Il primo idrovolante sufficientemente affidabile fu realizzato e pilotato dall'italiano Mario Calderara, il primo pilota brevettato italiano della storia, e volò per la prima volta nel 1912 nel Golfo della Spezia.[26]
Il contributo maggiore alla progettazione degli idrovolanti fu dato però dal pioniere dell'aeronautica statunitense Glenn Curtiss, membro dell'Aerial Experiment Association e fondatore dell'omonima ditta.
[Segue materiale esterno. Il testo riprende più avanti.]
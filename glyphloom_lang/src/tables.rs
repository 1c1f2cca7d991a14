// Phoneme and grammar-constraint tables for word synthesis.
//
// The phonotactic inventories drive the synthetic word builders in
// `synth.rs`; the grammar tables parameterize constraint randomization for
// the external word engine in `synthesizer.rs`. Duplicated empty entries in
// the coda table are intentional: a plain uniform pick over the table gives
// codas a built-in drop rate without a separate probability roll.

/// Onsets allowed at the start of a synthetic word.
pub const START_ONSETS: &[&str] = &[
    "m", "k", "b", "t", "d", "n", "r", "s", "l", "v", "g", "p", "f", "h", "z", "sh", "ch", "th",
    "dr", "kr", "gr", "br", "tr", "kl", "bl", "st", "sk", "sp", "sn", "sm", "pl", "pr",
];

/// Onsets allowed at syllable boundaries inside a word.
pub const MID_ONSETS: &[&str] = &[
    "m", "k", "b", "t", "d", "n", "r", "s", "l", "v", "g", "p", "f", "h", "z", "sh", "ch", "th",
    "dr", "kr", "gr", "br", "tr", "kl", "bl", "st", "sk", "sp", "sn", "sm", "pl", "pr", "y", "w",
    "nj",
];

/// Vowel nuclei, including the six diphthongs.
pub const VOWELS: &[&str] = &["e", "i", "o", "u", "a", "ai", "ei", "ia", "io", "oa", "ou"];

/// Codas. The three empty entries make a bare syllable three times as
/// likely as any single consonant coda under a uniform pick.
pub const CODAS: &[&str] = &[
    "", "", "", "n", "r", "l", "s", "m", "k", "t", "d", "g", "sh", "ch", "j", "nj", "nd", "rk",
    "rt",
];

/// Simple vowels for tiny words (no diphthongs).
pub const SIMPLE_VOWELS: &[&str] = &["e", "i", "o", "u", "a"];

/// Codas for tiny words.
pub const TINY_CODAS: &[&str] = &["", "n", "r", "l", "s", "k", "t"];

/// Openers for letter-salad words: single letters plus common digraphs.
pub const LETTER_STARTS: &[&str] = &[
    "e", "i", "o", "u", "b", "c", "d", "f", "g", "h", "j", "k", "l", "m", "n", "p", "q", "r", "s",
    "t", "v", "w", "x", "y", "z", "ch", "sh", "th", "kh", "ph", "ts", "tr", "kr", "gr", "pl", "br",
    "dr", "st", "sk", "sp", "sn", "sm", "hl", "hr", "hm", "hn",
];

/// Continuation fragments for letter-salad words.
pub const LETTER_PARTS: &[&str] = &[
    "a", "e", "i", "o", "u", "w", "y", "h", "r", "l", "m", "n", "p", "t", "k", "s", "f", "v", "z",
    "ch", "sh", "th", "kh", "ts", "tr", "kr", "gr", "pl", "br", "dr", "st", "sk", "sp", "sn", "sm",
    "ae", "ai", "ei", "io", "ou", "oa", "ui", "ia", "eo", "ue", "'",
];

/// Valence/aspect codes the dense formative builder may request.
pub const VN_CODES: &[&str] = &[
    "RTR", "PRG", "REP", "PCL", "CNT", "ATP", "DUP", "MNO", "1:BEN", "3:DET",
];

/// Slot-V affix consonants the dense formative builder may request.
pub const SLOT_V_CS: &[&str] = &["k", "t", "r", "s", "c", "kl", "kr"];

/// Affix degrees are 1..=9; used for uniform degree picks.
pub const AFFIX_DEGREES: &[u8] = &[1, 2, 3, 4, 5, 6, 7, 8, 9];

/// Affix slot kinds (type-1 and type-2 affixes).
pub const AFFIX_KINDS: &[u8] = &[1, 2];

#[cfg(test)]
mod tests {
    use super::*;

    #[test]
    fn mid_onsets_extend_start_onsets() {
        for onset in START_ONSETS {
            assert!(MID_ONSETS.contains(onset), "missing mid onset {onset:?}");
        }
        assert_eq!(MID_ONSETS.len(), START_ONSETS.len() + 3);
    }

    #[test]
    fn coda_table_has_empty_slots() {
        assert_eq!(CODAS.iter().filter(|c| c.is_empty()).count(), 3);
    }

    #[test]
    fn simple_vowels_exclude_diphthongs() {
        for v in SIMPLE_VOWELS {
            assert_eq!(v.chars().count(), 1);
        }
    }

    #[test]
    fn letter_tables_nonempty_fragments() {
        assert!(LETTER_STARTS.iter().all(|s| !s.is_empty()));
        assert!(LETTER_PARTS.iter().all(|s| !s.is_empty()));
    }
}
Dopo un prototipo che nel 1908 non riuscì a prendere il volo, nel 1911 ritentò con un altro velivolo, caratterizzato da un galleggiante centrale sotto le ali, ed uno più piccolo in coda. Il primo volo fu compiuto il 26 gennaio. Grazie al successo nell'impresa Curtiss decise di continuare lo sviluppo realizzando, nel febbraio dello stesso anno, il Triad, il primo aereo anfibio. Successivamente Curtiss iniziò ad occuparsi di idrovolanti a scafo, designati Curtiss Flying-Boat N.1 e Flying-Boat N.2.
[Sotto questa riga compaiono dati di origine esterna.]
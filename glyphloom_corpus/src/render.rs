// Render adapter: the pipeline's only door to the script engine.
//
// Generation loops probe candidate text expecting failure most of the
// time; `probe` returns those failures as plain structured results so
// routine rejection noise never reaches user-visible diagnostics. There
// is no logging sink to mute anywhere.

use crate::geometry::ViewBox;
use glyphloom_script::{GlyphShape, RenderFailure, RowRender, ScriptEngine, compose_row};

/// A laid-out row plus its validated viewbox.
#[derive(Debug, Clone)]
pub struct RowGeometry {
    pub content: String,
    pub view_box: ViewBox,
}

pub struct RenderAdapter<'a, E: ScriptEngine + ?Sized> {
    engine: &'a E,
}

impl<'a, E: ScriptEngine + ?Sized> RenderAdapter<'a, E> {
    pub fn new(engine: &'a E) -> Self {
        RenderAdapter { engine }
    }

    /// Quiet parse for exploratory generation. Failures are expected and
    /// returned as values; the caller retries.
    pub fn probe(
        &self,
        text: &str,
        handwritten: bool,
    ) -> Result<Vec<GlyphShape>, RenderFailure> {
        self.engine.parse(text, handwritten)
    }

    /// Parse and lay out a row in one step, with the given bbox margin.
    pub fn render_row(
        &self,
        text: &str,
        handwritten: bool,
        margin: f64,
    ) -> Result<(Vec<GlyphShape>, RowGeometry), RenderFailure> {
        let glyphs = self.engine.parse(text, handwritten)?;
        let row = compose_row(&glyphs, margin)?;
        Ok((glyphs, row_geometry(row)?))
    }

    /// Lay out already-parsed shapes (used for per-glyph slices).
    pub fn layout_shapes(
        &self,
        shapes: &[GlyphShape],
        margin: f64,
    ) -> Result<RowGeometry, RenderFailure> {
        row_geometry(compose_row(shapes, margin)?)
    }
}

fn row_geometry(row: RowRender) -> Result<RowGeometry, RenderFailure> {
    // A composed row with nonpositive extent cannot be laid out; treat it
    // as a structural failure like any other unrenderable text.
    match ViewBox::from_bounds(&row.bounds) {
        Ok(view_box) => Ok(RowGeometry {
            content: row.content,
            view_box,
        }),
        Err(_) => Err(RenderFailure::EmptyText),
    }
}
La designazione Flying-Boat divenne in seguito il termine correntemente usato in inglese per indicare gli idrovolanti a scafo. Dietro al Flying-Boat nel 1925 si farà trainare, alla velocità di 80 mph pari a circa 130 km/h, il primo sciatore sull'acqua della storia, Ralph Samuelson.
Con la disponibilità dei mezzi, cominciarono a formarsi le prime compagnie aeree. Il 1º gennaio 191] un idrovolante biposto Benoist XIV, pilotato da Antony Jannus, trasportando un passeggero sulla tratta St. Petersburg-Tampa (k35 m), in Florida, effettuò il primo servizio commerciale di linea.[27] La Benoist Company tuttavia interromperà il servizio di due voli giornalieri tre mesi dopo, il 31 marzo successivo.[28] Il primato di prima compagnia aerea ad effettuare servizi regolari con aeroplani (i dirigibili Zeppelin della DELAG avevano iniziato a servire alcune tratte in Germania dal 1909),[29] è talvolta conteso dall'Austria, che iniziò ad offrire un servizio regolare a partire da Pola nella primavera del 1915.
Nel periodo che va tra le due guerre mondiali, l'idrovolante, nelle sue diverse accezioni, sembrava destinato a prendere il sopravvento sugli aerei terrestri, in particolare nei campi del trasporto e della velocità, e manteneva una chiara importanza anche nel comparto militare in particolare nel settore della ricognizione marittima.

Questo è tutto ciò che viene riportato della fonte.